Speaking at Savills' annual property financing presentation in London, Newsom aired his cynicism of recent research, citing respective estimates from De Montfort University and Barclays Capital suggesting 6.5% of loans and more than 5% of sterling-denominated commercial mortgage-backed securities (CMBS) are in breach as "rubbish".

"My guess is that at least 75% of all loans are in breach of at least the LTV covenant - if one existed in the first place," he said.

Newsom also stated that the average LTV of all investment loans granted during 2004-07 now stands at more than 100%, while the average for all loans granted during the previous five years exceeds 85%.

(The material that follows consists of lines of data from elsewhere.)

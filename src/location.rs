//! The repository location record shared by every codec.

use crate::builder::resolve_commit_id;
use crate::commit_id::CommitId;
use crate::error::BuilderError;
use crate::position::{Position, Range, Selection};
use crate::repo_name::RepoName;
use crate::view_state::ViewState;

/// A location inside a versioned repository.
///
/// A location names a repository and optionally a revision, a resolved
/// commit, a file, coordinates inside that file, and a view state. Use
/// [`RepoLocation::parse`] for repo-URIs, [`crate::parse_pretty_url`] for
/// pretty URLs, or [`crate::RepoLocationBuilder`] to assemble one from known
/// facts.
///
/// Coordinates and view state only exist alongside a file path; every
/// constructor in this crate upholds that.
///
/// # Examples
///
/// ```
/// use repo_uri::RepoLocation;
///
/// let loc = RepoLocation::parse("git://github.com/gorilla/mux?branch#mux.go:3,5").unwrap();
/// assert_eq!(loc.repo_name().as_str(), "github.com/gorilla/mux");
/// assert_eq!(loc.rev(), Some("branch"));
/// assert_eq!(loc.file_path(), Some("mux.go"));
/// assert_eq!(loc.position().map(|p| p.line()), Some(3));
/// ```
#[derive(Debug, Clone, PartialEq, Eq, Hash)]
pub struct RepoLocation {
    pub(crate) repo_name: RepoName,
    pub(crate) rev: Option<String>,
    pub(crate) commit_id: Option<CommitId>,
    pub(crate) file_path: Option<String>,
    pub(crate) selection: Option<Selection>,
    pub(crate) view_state: Option<ViewState>,
}

impl RepoLocation {
    /// Creates a location pointing at the default branch of a repository.
    #[must_use]
    pub const fn new(repo_name: RepoName) -> Self {
        Self {
            repo_name,
            rev: None,
            commit_id: None,
            file_path: None,
            selection: None,
            view_state: None,
        }
    }

    /// Returns the repository name.
    #[must_use]
    pub const fn repo_name(&self) -> &RepoName {
        &self.repo_name
    }

    /// Returns the revision, if present.
    ///
    /// An empty revision is possible when set explicitly; serializers treat
    /// it as absent.
    #[must_use]
    pub fn rev(&self) -> Option<&str> {
        self.rev.as_deref()
    }

    /// Returns the resolved commit ID, if known.
    #[must_use]
    pub const fn commit_id(&self) -> Option<&CommitId> {
        self.commit_id.as_ref()
    }

    /// Returns the repository-relative file path, if present.
    #[must_use]
    pub fn file_path(&self) -> Option<&str> {
        self.file_path.as_deref()
    }

    /// Returns the in-file coordinates, if present.
    #[must_use]
    pub const fn selection(&self) -> Option<&Selection> {
        self.selection.as_ref()
    }

    /// Returns the position, if the coordinates are a single position.
    #[must_use]
    pub fn position(&self) -> Option<Position> {
        self.selection.as_ref().and_then(Selection::position)
    }

    /// Returns the range, if the coordinates are a range.
    #[must_use]
    pub fn range(&self) -> Option<Range> {
        self.selection.as_ref().and_then(Selection::range)
    }

    /// Returns the view state, if present.
    #[must_use]
    pub const fn view_state(&self) -> Option<&ViewState> {
        self.view_state.as_ref()
    }

    /// Returns the revision to print in URLs: a non-empty `rev`.
    pub(crate) fn display_rev(&self) -> Option<&str> {
        self.rev.as_deref().filter(|rev| !rev.is_empty())
    }

    /// Returns a copy pointing at the same file with new coordinates.
    ///
    /// Returns `None` when the location has no file path.
    ///
    /// # Examples
    ///
    /// ```
    /// use repo_uri::{Position, RepoLocation};
    ///
    /// let loc = RepoLocation::parse("git://github.com/gorilla/mux#mux.go").unwrap();
    /// let moved = loc.with_selection(Position::new(10, Some(2)).unwrap()).unwrap();
    /// assert_eq!(moved.to_repo_uri(), "git://github.com/gorilla/mux#mux.go:10,2");
    /// ```
    #[must_use]
    pub fn with_selection(&self, selection: impl Into<Selection>) -> Option<Self> {
        self.file_path.as_ref()?;
        Some(Self {
            selection: Some(selection.into()),
            ..self.clone()
        })
    }

    /// Returns a copy with the given view state.
    ///
    /// Returns `None` when the location has no file path.
    #[must_use]
    pub fn with_view_state(&self, view_state: ViewState) -> Option<Self> {
        self.file_path.as_ref()?;
        Some(Self {
            view_state: Some(view_state),
            ..self.clone()
        })
    }

    /// Returns a copy pinned to a resolved commit.
    ///
    /// The revision is kept so pretty URLs still show the name the user
    /// navigated with.
    ///
    /// # Errors
    ///
    /// Returns [`BuilderError::CommitMismatch`] if the revision is itself a
    /// commit ID that differs from `commit_id`.
    ///
    /// # Examples
    ///
    /// ```
    /// use repo_uri::{CommitId, RepoLocation};
    ///
    /// let commit = CommitId::parse("24fca303ac6da784b9e8269f724ddeb0b2eea5e7")?;
    /// let loc = RepoLocation::parse("git://github.com/gorilla/mux?branch")?.with_commit_id(commit)?;
    /// assert_eq!(loc.rev(), Some("branch"));
    ///
    /// let other = CommitId::parse("0000000000000000000000000000000000000001")?;
    /// let pinned = RepoLocation::parse("git://github.com/gorilla/mux?24fca303ac6da784b9e8269f724ddeb0b2eea5e7")?;
    /// assert!(pinned.with_commit_id(other).is_err());
    /// # Ok::<(), Box<dyn std::error::Error>>(())
    /// ```
    pub fn with_commit_id(&self, commit_id: CommitId) -> Result<Self, BuilderError> {
        let commit_id = resolve_commit_id(self.rev.as_deref(), Some(commit_id))?;
        Ok(Self {
            commit_id,
            ..self.clone()
        })
    }

    /// Returns a copy pointing at the repository root of the same revision.
    #[must_use]
    pub fn without_file(&self) -> Self {
        Self {
            file_path: None,
            selection: None,
            view_state: None,
            ..self.clone()
        }
    }
}

#[cfg(feature = "serde")]
#[derive(serde::Serialize, serde::Deserialize)]
#[serde(rename_all = "camelCase")]
struct RepoLocationRepr {
    repo_name: RepoName,
    #[serde(default, skip_serializing_if = "Option::is_none")]
    rev: Option<String>,
    #[serde(rename = "commitID", default, skip_serializing_if = "Option::is_none")]
    commit_id: Option<CommitId>,
    #[serde(default, skip_serializing_if = "Option::is_none")]
    file_path: Option<String>,
    #[serde(default, skip_serializing_if = "Option::is_none")]
    position: Option<Position>,
    #[serde(default, skip_serializing_if = "Option::is_none")]
    range: Option<Range>,
    #[serde(default, skip_serializing_if = "Option::is_none")]
    view_state: Option<ViewState>,
}

#[cfg(feature = "serde")]
impl serde::Serialize for RepoLocation {
    fn serialize<S>(&self, serializer: S) -> Result<S::Ok, S::Error>
    where
        S: serde::Serializer,
    {
        let repr = RepoLocationRepr {
            repo_name: self.repo_name.clone(),
            rev: self.rev.clone(),
            commit_id: self.commit_id.clone(),
            file_path: self.file_path.clone(),
            position: self.position(),
            range: self.range(),
            view_state: self.view_state.clone(),
        };
        serde::Serialize::serialize(&repr, serializer)
    }
}

#[cfg(feature = "serde")]
impl<'de> serde::Deserialize<'de> for RepoLocation {
    fn deserialize<D>(deserializer: D) -> Result<Self, D::Error>
    where
        D: serde::Deserializer<'de>,
    {
        let repr = <RepoLocationRepr as serde::Deserialize>::deserialize(deserializer)?;
        let selection = match (repr.position, repr.range) {
            (Some(_), Some(_)) => {
                return Err(serde::de::Error::custom(BuilderError::ConflictingSelection));
            }
            (Some(position), None) => Some(Selection::Position(position)),
            (None, Some(range)) => Some(Selection::Range(range)),
            (None, None) => None,
        };
        crate::builder::assemble(
            repr.repo_name,
            repr.rev,
            repr.commit_id,
            repr.file_path,
            selection,
            repr.view_state,
        )
        .map_err(serde::de::Error::custom)
    }
}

Total negative equity in UK commercial real estate, meanwhile, could be anything from £38bn to £50bn, he said, if you account for development lending, which is likely to be "further underwater" than investment loans.

Newsom was speaking to an audience of lenders who had attended to hear his thoughts on the theme ‘strategies for lenders: buy, sell or hold'.

However, he was fairly blunt on the question of how lenders will manage to get their money back from UK real estate loans. "For the most part, they won't," he said.

Most of the debt in the system will stay there for the short- to medium-term, Newsom predicted.

"Debt is locked into the sector and lenders need to work towards stabilisation to see a return on their money," he said.

"Deleveraging at this stage will result in significant losses and so we are seeing lenders sticking with existing customers and extending loans by one, two, three, five and in one case even eight years."

Newsom listed 22 organisations prepared to lend against UK real estate to new customers in 2009 - almost double the number listed by Savills in March.

He said the "names ebb and flow, week by week", but he had detected "an easing of the market, despite continuing negativity in certain quarters".